WHAT THE TASK REQUIRES:
Restate each entry shown beneath this instruction, keeping its wording intact.
*** DATA TO EXAMINE Section Begins ***
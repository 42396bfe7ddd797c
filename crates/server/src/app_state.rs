use std::sync::Arc;

use server_api::ApiContext;

use crate::registry::ListRegistry;

#[derive(Clone)]
pub(crate) struct AppState {
    pub(crate) api: ApiContext,
    pub(crate) registry: Arc<ListRegistry>,
}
*** DATA TO EXAMINE Section Ends ***
ANSWER TO THIS EXERCISE:
repository 42396bfe7ddd797c
filename crates/server/src/app_state.rs
use std::sync::Arc;

use server_api::ApiContext;

use crate::registry::ListRegistry;

#[derive(Clone)]
pub(crate) struct AppState {
    pub(crate) api: ApiContext,
    pub(crate) registry: Arc<ListRegistry>,
}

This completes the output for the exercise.